New York: It was a 10-day celebration of big bikes and inalienable American freedom for which more than 400,000 people descended on a South Dakota town.
But, three weeks on, the 80th Sturgis Motorcycle Rally is feared to have been a "super-spreader event", with doctors recording scores of coronavirus cases linked to the get-together.
A biker poses for a photo on Main Street during the 80th annual Sturgis Motorcycle Rally.Credit:AP
An academic paper suggested the rally could have been potentially responsible for more than 250,000 cases.
The paper, by four researchers at San Diego State University's Centre for Health Economics, argued that cases from the rally could have a public health bill of $US12 billion ($16 billion).

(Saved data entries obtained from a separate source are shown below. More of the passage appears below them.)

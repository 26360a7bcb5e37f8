//! Vector transformers
//!
//! Transformers rewrite a GeoJSON feature collection (in pixel coordinates)
//! after it is read by a vector source. They run in the order configured.

use std::collections::BTreeMap;
use std::fmt;

use geo::Buffer;
use geojson::{Feature, FeatureCollection, JsonValue};
use serde::{Deserialize, Serialize};

use crate::class_config::ClassConfig;
use crate::error::{DataError, DataResult};

/// Feature property holding the class id
pub const CLASS_ID_KEY: &str = "class_id";

/// Feature property holding the class name
pub const CLASS_NAME_KEY: &str = "class_name";

/// Rewrites a feature collection
pub trait VectorTransformer: fmt::Debug + Send + Sync {
    /// Apply the transform
    ///
    /// # Errors
    /// Returns error if a geometry cannot be converted
    fn transform(&self, features: FeatureCollection) -> DataResult<FeatureCollection>;
}

/// GeoJSON geometry type name
#[derive(Debug, Clone, Copy, PartialEq, Eq, Hash, Serialize, Deserialize)]
pub enum GeometryType {
    Point,
    MultiPoint,
    LineString,
    MultiLineString,
    Polygon,
    MultiPolygon,
    GeometryCollection,
}

impl GeometryType {
    #[must_use]
    pub fn of(value: &geojson::Value) -> Self {
        match value {
            geojson::Value::Point(_) => Self::Point,
            geojson::Value::MultiPoint(_) => Self::MultiPoint,
            geojson::Value::LineString(_) => Self::LineString,
            geojson::Value::MultiLineString(_) => Self::MultiLineString,
            geojson::Value::Polygon(_) => Self::Polygon,
            geojson::Value::MultiPolygon(_) => Self::MultiPolygon,
            geojson::Value::GeometryCollection(_) => Self::GeometryCollection,
        }
    }
}

impl fmt::Display for GeometryType {
    fn fmt(&self, f: &mut fmt::Formatter<'_>) -> fmt::Result {
        fmt::Debug::fmt(self, f)
    }
}

/// Class id stored in a feature's properties
#[must_use]
pub fn feature_class_id(feature: &Feature) -> Option<u32> {
    feature
        .property(CLASS_ID_KEY)
        .and_then(JsonValue::as_u64)
        .and_then(|id| u32::try_from(id).ok())
}

/// Buffer applied to one class
///
/// Persisted as a number or `null`; `null` means no buffering.
#[derive(Debug, Clone, Copy, PartialEq, Default, Serialize, Deserialize)]
#[serde(from = "Option<f64>", into = "Option<f64>")]
pub enum BufferAmount {
    #[default]
    NoBuffer,
    Distance(f64),
}

impl From<Option<f64>> for BufferAmount {
    fn from(value: Option<f64>) -> Self {
        value.map_or(Self::NoBuffer, Self::Distance)
    }
}

impl From<BufferAmount> for Option<f64> {
    fn from(amount: BufferAmount) -> Self {
        match amount {
            BufferAmount::NoBuffer => None,
            BufferAmount::Distance(d) => Some(d),
        }
    }
}

/// Buffers geometries of one type, per class
///
/// Classes missing from `class_bufs` use `default_buf`, as do features
/// without a class id. Distances are in pixels.
#[derive(Debug, Clone, PartialEq, Serialize, Deserialize)]
#[serde(deny_unknown_fields)]
pub struct BufferTransformer {
    pub geom_type: GeometryType,
    #[serde(default, deserialize_with = "crate::serde_keys::deserialize")]
    pub class_bufs: BTreeMap<u32, BufferAmount>,
    #[serde(default)]
    pub default_buf: BufferAmount,
}

impl BufferTransformer {
    #[must_use]
    pub fn new(geom_type: GeometryType) -> Self {
        Self {
            geom_type,
            class_bufs: BTreeMap::new(),
            default_buf: BufferAmount::NoBuffer,
        }
    }

    #[must_use]
    pub fn with_class_buf(mut self, class_id: u32, amount: impl Into<BufferAmount>) -> Self {
        self.class_bufs.insert(class_id, amount.into());
        self
    }

    #[must_use]
    pub fn with_default_buf(mut self, amount: impl Into<BufferAmount>) -> Self {
        self.default_buf = amount.into();
        self
    }

    /// Buffer for a class id
    #[must_use]
    pub fn buffer_for(&self, class_id: Option<u32>) -> BufferAmount {
        class_id
            .and_then(|id| self.class_bufs.get(&id).copied())
            .unwrap_or(self.default_buf)
    }

    fn buffer_feature(&self, mut feature: Feature) -> DataResult<Feature> {
        let amount = self.buffer_for(feature_class_id(&feature));
        let Some(geometry) = feature.geometry.as_mut() else {
            return Ok(feature);
        };
        if GeometryType::of(&geometry.value) != self.geom_type {
            return Ok(feature);
        }
        let BufferAmount::Distance(distance) = amount else {
            return Ok(feature);
        };

        let geom = geo::Geometry::<f64>::try_from(&geometry.value)
            .map_err(|e| DataError::invalid_geojson("<features>", e))?;
        let mut buffered = geom.buffer(distance);
        geometry.value = if buffered.0.len() == 1 {
            geojson::Value::from(&buffered.0.remove(0))
        } else {
            geojson::Value::from(&buffered)
        };
        geometry.bbox = None;
        Ok(feature)
    }
}

impl VectorTransformer for BufferTransformer {
    fn transform(&self, mut features: FeatureCollection) -> DataResult<FeatureCollection> {
        features.features = features
            .features
            .into_iter()
            .map(|f| self.buffer_feature(f))
            .collect::<DataResult<_>>()?;
        Ok(features)
    }
}

/// Settings for [`ClassInferenceTransformer`]
#[derive(Debug, Clone, PartialEq, Default, Serialize, Deserialize)]
#[serde(deny_unknown_fields)]
pub struct ClassInferenceTransformerConfig {
    #[serde(default, skip_serializing_if = "Option::is_none")]
    pub default_class_id: Option<u32>,
}

/// Fills in missing class ids
///
/// A feature keeps its `class_id` if it has one. Otherwise the id is looked
/// up from `class_name`, falling back to `default_class_id`. Features whose
/// class cannot be inferred are dropped.
#[derive(Debug, Clone, PartialEq)]
pub struct ClassInferenceTransformer {
    class_config: Option<ClassConfig>,
    default_class_id: Option<u32>,
}

impl ClassInferenceTransformer {
    #[must_use]
    pub fn new(class_config: Option<ClassConfig>, default_class_id: Option<u32>) -> Self {
        Self {
            class_config,
            default_class_id,
        }
    }

    fn infer(&self, feature: &Feature) -> Option<u32> {
        feature_class_id(feature)
            .or_else(|| {
                let name = feature.property(CLASS_NAME_KEY)?.as_str()?;
                self.class_config.as_ref()?.get_class_id(name)
            })
            .or(self.default_class_id)
    }
}

impl VectorTransformer for ClassInferenceTransformer {
    fn transform(&self, mut features: FeatureCollection) -> DataResult<FeatureCollection> {
        let before = features.features.len();
        features.features = features
            .features
            .into_iter()
            .filter_map(|mut feature| {
                let class_id = self.infer(&feature)?;
                feature.set_property(CLASS_ID_KEY, class_id);
                Some(feature)
            })
            .collect();

        let dropped = before - features.features.len();
        if dropped > 0 {
            tracing::debug!("Dropped {} features without an inferable class", dropped);
        }
        Ok(features)
    }
}

/// Persisted vector transformer variants
#[derive(Debug, Clone, PartialEq, Serialize, Deserialize)]
#[serde(tag = "type_hint")]
pub enum VectorTransformerConfig {
    #[serde(rename = "buffer_transformer")]
    Buffer(BufferTransformer),
    #[serde(rename = "class_inference_transformer")]
    ClassInference(ClassInferenceTransformerConfig),
}

impl VectorTransformerConfig {
    /// Type hints of every variant
    pub const TYPE_HINTS: [&'static str; 2] = ["buffer_transformer", "class_inference_transformer"];

    /// Build the runtime transformer
    #[must_use]
    pub fn build(&self, class_config: Option<&ClassConfig>) -> Box<dyn VectorTransformer> {
        match self {
            Self::Buffer(buffer) => Box::new(buffer.clone()),
            Self::ClassInference(cfg) => Box::new(ClassInferenceTransformer::new(
                class_config.cloned(),
                cfg.default_class_id,
            )),
        }
    }
}

impl From<BufferTransformer> for VectorTransformerConfig {
    fn from(buffer: BufferTransformer) -> Self {
        Self::Buffer(buffer)
    }
}

/// Run transformers in order
///
/// # Errors
/// Returns the first transformer error
pub fn apply_all(
    transformers: &[Box<dyn VectorTransformer>],
    features: FeatureCollection,
) -> DataResult<FeatureCollection> {
    transformers.iter().try_fold(features, |fc, t| t.transform(fc))
}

The consequences were "substantial," the researchers concluded.
By analysing the parts of the country that had the highest number of Sturgis attendees and changes in coronavirus trends after its conclusion, they estimated 266,796 cases could be linked to the rally.
People congregates at One-Eyed Jack’s Saloon during the 80th annual Sturgis Motorcycle Rally in Sturgis, South Dakota. Credit:AP
That's about 19 per cent of the number reported nationally between August 2 and September 2, and significantly higher than the number state health officials have linked through contact tracing.
Based on a COVID-19 case statistically costing about $US46,000, the researchers said, that would mean the rally carried a public health price tag of $US12.2 billion.
Coverage of the rally showed few attendees in masks.
Reports broadcast at the time showed attendees proclaiming opposition to masks and even some suggesting the pandemic was a hoax.
"I would rather die than wear a mask," one biker told an interviewer. "It's a false-flag pandemic."